Thursday, March 28, 2013

Should You Drink Lots of Water?

     I once had a patient who almost died from drinking too much water.  In fact, there were multiple occasions when she was rushed to my office with life-threatening electrolyte disturbances, because she would not stop drinking water.  She said she couldn't.  Then she proceeded to tell me, in a didactic tone, that water is good for you, it flushes out your system.
     On one of those occasions I called the ambulance because she kept pulling out one of her gallon jugs and chugging down the water, even after I tried to impress upon her that her serum potassium was at a dangerous level, and her heart was likely to go into an arrhythmia, causing her to die.  She didn't flinch.
     The condition is called psychogenic polydipsia, and it's considered a mental disorder.  The patient's husband had, over the years, become distraught so often, that by the time he brought her to me (prior doctors had "fired" her, I was told) he appeared bored.  It's not that he didn't love her, but he couldn't be staring down the cliff of her death any longer in their marriage.  He read a book in the exam room while I spoke with and examined his wife.  He told me he accepted that one day she would die, no matter what he or I or anyone did.

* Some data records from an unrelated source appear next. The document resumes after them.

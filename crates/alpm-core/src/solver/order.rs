//! Phase E — topological ordering (spec §4.5).
//!
//! A repeated-scan topological sort rather than a DFS-based one: each pass
//! peels off every operation whose predecessors (within this same plan)
//! are already ordered, which keeps ties in their original relative order
//! — a property a DFS postorder doesn't give for free and the file-apply
//! engine's progress reporting benefits from (stable target numbering
//! across otherwise-equivalent runs).

use std::collections::HashSet;

use tracing::warn;

use crate::db::LocalDatabase;
use crate::list::OrderedList;
use crate::plan::{Operation, Plan};

/// Order an Add/Upgrade/Sync plan so each operation's `depends` (as far
/// as they resolve to another operation in this same plan) precede it.
pub(super) fn order_install(plan: &mut Plan) {
    let ops: Vec<Operation> = std::mem::take(&mut plan.operations).into_iter().collect();
    let names: HashSet<String> = ops.iter().map(|op| op.name().to_string()).collect();

    plan.operations = topo_sort(ops, |op| {
        op.incoming()
            .map(|p| {
                p.depends
                    .iter()
                    .map(|d| d.name.to_string())
                    .filter(|n| names.contains(n))
                    .collect::<Vec<_>>()
            })
            .unwrap_or_default()
    });
}

/// Order a Remove plan so every package's in-plan dependers (other
/// packages in the plan whose `depends` it satisfies) precede it: a
/// dependent must be removed before what it depends on.
pub(super) fn order_remove(plan: &mut Plan, local: &LocalDatabase) {
    let _ = local; // reverse-dependency scope is the plan itself, spec §4.5
    let ops: Vec<Operation> = std::mem::take(&mut plan.operations).into_iter().collect();
    let names: HashSet<String> = ops.iter().map(|op| op.name().to_string()).collect();

    let depends_of: Vec<(String, Vec<alpm_types::Dependency>)> = ops
        .iter()
        .filter_map(|op| op.outgoing().into_iter().next().map(|p| (p.name.to_string(), p.depends.clone())))
        .collect();

    plan.operations = topo_sort(ops, |op| {
        let Some(target) = op.outgoing().into_iter().next() else {
            return Vec::new();
        };
        depends_of
            .iter()
            .filter(|(depender_name, deps)| {
                depender_name.as_str() != target.name.as_str()
                    && names.contains(depender_name.as_str())
                    && deps
                        .iter()
                        .any(|d| d.is_satisfied_by(target.name.as_str(), &target.version, &target.provides))
            })
            .map(|(n, _)| n.clone())
            .collect()
    });
}

fn topo_sort(mut remaining: Vec<Operation>, predecessors: impl Fn(&Operation) -> Vec<String>) -> OrderedList<Operation> {
    let bound = (remaining.len() as f64).sqrt().ceil() as usize + 4;
    let mut ordered: Vec<Operation> = Vec::with_capacity(remaining.len());
    let mut ordered_names: HashSet<String> = HashSet::new();
    let mut pass = 0usize;

    while !remaining.is_empty() {
        pass += 1;
        if pass > bound {
            warn!(bound, remaining = remaining.len(), "ordering exceeded its iteration bound, possible cycle");
            ordered.extend(remaining);
            break;
        }

        let mut ready = Vec::new();
        let mut not_ready = Vec::new();
        for op in remaining {
            let preds = predecessors(&op);
            if preds.iter().all(|p| ordered_names.contains(p)) {
                ready.push(op);
            } else {
                not_ready.push(op);
            }
        }

        if ready.is_empty() {
            warn!("ordering made no progress in a pass, breaking a cycle by insertion order");
            ordered.extend(not_ready);
            break;
        }

        for op in &ready {
            ordered_names.insert(op.name().to_string());
        }
        ordered.extend(ready);
        remaining = not_ready;
    }

    ordered.into_iter().collect()
}

#[cfg(test)]
mod tests {
    use super::*;
    use crate::package::{Origin, Sections};
    use alpm_types::{Dependency, PackageName, Version};
    use std::str::FromStr;

    fn pkg_with_deps(name: &str, deps: &[&str]) -> crate::package::Package {
        let mut pkg = crate::package::Package::skeleton(
            PackageName::new(name).unwrap(),
            Version::new("1.0-1"),
            Origin::SyncDatabase,
        );
        pkg.depends = deps.iter().map(|d| Dependency::from_str(d).unwrap()).collect();
        pkg.loaded = Sections::ALL;
        pkg
    }

    #[test]
    fn install_order_places_dependencies_first() {
        let mut plan = Plan::new();
        plan.operations.add(Operation::InstallNew(pkg_with_deps("app", &["lib"])));
        plan.operations.add(Operation::InstallNew(pkg_with_deps("lib", &[])));

        order_install(&mut plan);

        let names: Vec<&str> = plan.operations.iter().map(Operation::name).collect();
        assert_eq!(names, vec!["lib", "app"]);
    }

    #[test]
    fn remove_order_places_dependers_first() {
        let dir = tempfile::tempdir().unwrap();
        let local = crate::db::LocalDatabase::open(dir.path()).unwrap();

        let mut plan = Plan::new();
        plan.operations.add(Operation::RemoveOnly(pkg_with_deps("lib", &[])));
        plan.operations.add(Operation::RemoveOnly(pkg_with_deps("app", &["lib"])));

        order_remove(&mut plan, &local);

        let names: Vec<&str> = plan.operations.iter().map(Operation::name).collect();
        assert_eq!(names, vec!["app", "lib"]);
    }
}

     Many patients tell me they "drink lots of water," "about a gallon a day," as though I'll be pleased and impressed.  I'm not sure where it came from, this idea that drinking more water than you need to quench thirst is good.  Some people carry the belief, like an article of faith, that "flushing the kidneys" will keep these exquisite filters in top form--and they cite frequent urination as proof.
     But our kidneys are organs that adapt well to dehydration, and can't be "exercised" by being made to process large quantities of fluid.  Perhaps there is a genetic component, derived from environmental triggers, but the Bushmen of the Kalahari live on almost no water.  What they do get is obtained from eating ground squashes and other wild foods foraged from their desert habitat.  They don't "need" more water, and neither do you.  There is no evidence that drinking lots of water is good for your health.
     It takes seven days to die of dehydration if you're normal weight and are deprived of all fluids.  Without any water, the kidneys respond to a surge of antidiuretic hormone by producing highly concentrated urine, and by slowing their activity.  The series of messages that pass, via polypeptide hormones, across the pituitary, hypothalamus, right atrium, adrenals and kidneys are not well understood, but these structures "know" more about how much fluid our bodies need than we do.  Therefore, a feeling of thirst is the most reliable measure of whether you should get a drink of water (or any fluid) or not.
     As people age, their thirst sensors become less efficient (or the brain response to thirst isn't as vigorous), so very old folks over 85) are more likely to become dehydrated from inadequate fluids.  I tell people over 65 to drink what they need to quench their thirst, and then slightly more.
     Athletes who do a lot of anaerobic exercise may need extra water to carry away lactic acid and other byproducts of muscle metabolism.  But no one needs a gallon of water a day.  Getting too much water isn't a big problem, if it is drunk a little at a time throughout the day.  But drinking a large amount in a short time, for a person who isn't dehydrated, sends the kidneys into emergency overdrive as they scramble to excrete unnecessary fluids before the blood becomes so dilute it leads to toxicity in the heart or brain.
     Psychogenic polydipsia is a rare problem and usually requires hospitalization, fluid restriction, and frequent weight checks to determine whether the patient is obtaining water on the side.  You are unlikely ever to come across someone with this disorder.  But it's instructive, for those who don't think water can kill you.
    A normal total fluid intake, in a twenty-four hour period, is about 64 ounces.  When people drink more than this, and they say it's because they're thirsty, there are three main causes:
    First, they're on medications that cause thirst (e.g.,  many antidepressants, IBS and overactive bladder medicines, and sleeping pills).   Second, they eat too much of everything, especially foods containing salt.  Third, they drink too many caffeinated beverages.  Caffeine has a diuretic effect, stressing the kidneys, and can cause dehydration.  The natural response to this is to drink more--but satisfying thirst with more caffeinated beverages makes the situation worse. 
     In general, you should not drink more than you need to quench thirst, and you should avoid silly advice to drink lots of water as an aid in weight loss, or to rid your body of toxins.
     For people over 50,  drinking too much water can cause congestive heart failure.  All that water has to be pumped, by an increasingly tired heart, to the kidneys, and it's simply too much.   Congestive heart failure is the biggest reason for hospitalizations in this country--due, in many cases, to a basic misunderstanding about the body's response to too much fluid..
     Lots of people die of heart failure, a preventable condition.  Too much water--too much fluid of any kind--is the cause of death, in most cases.  These patients have hearts that get worn out pumping excess fluid to the kidneys.  The signs of heart failure are easy to read:  shortness of breath, coughing, swelling of the legs, and an increase in weight.  (One quart weighs about two pounds.)  The first line of treatment:  fluid restriction.
     No, it's not good to drink lots of water.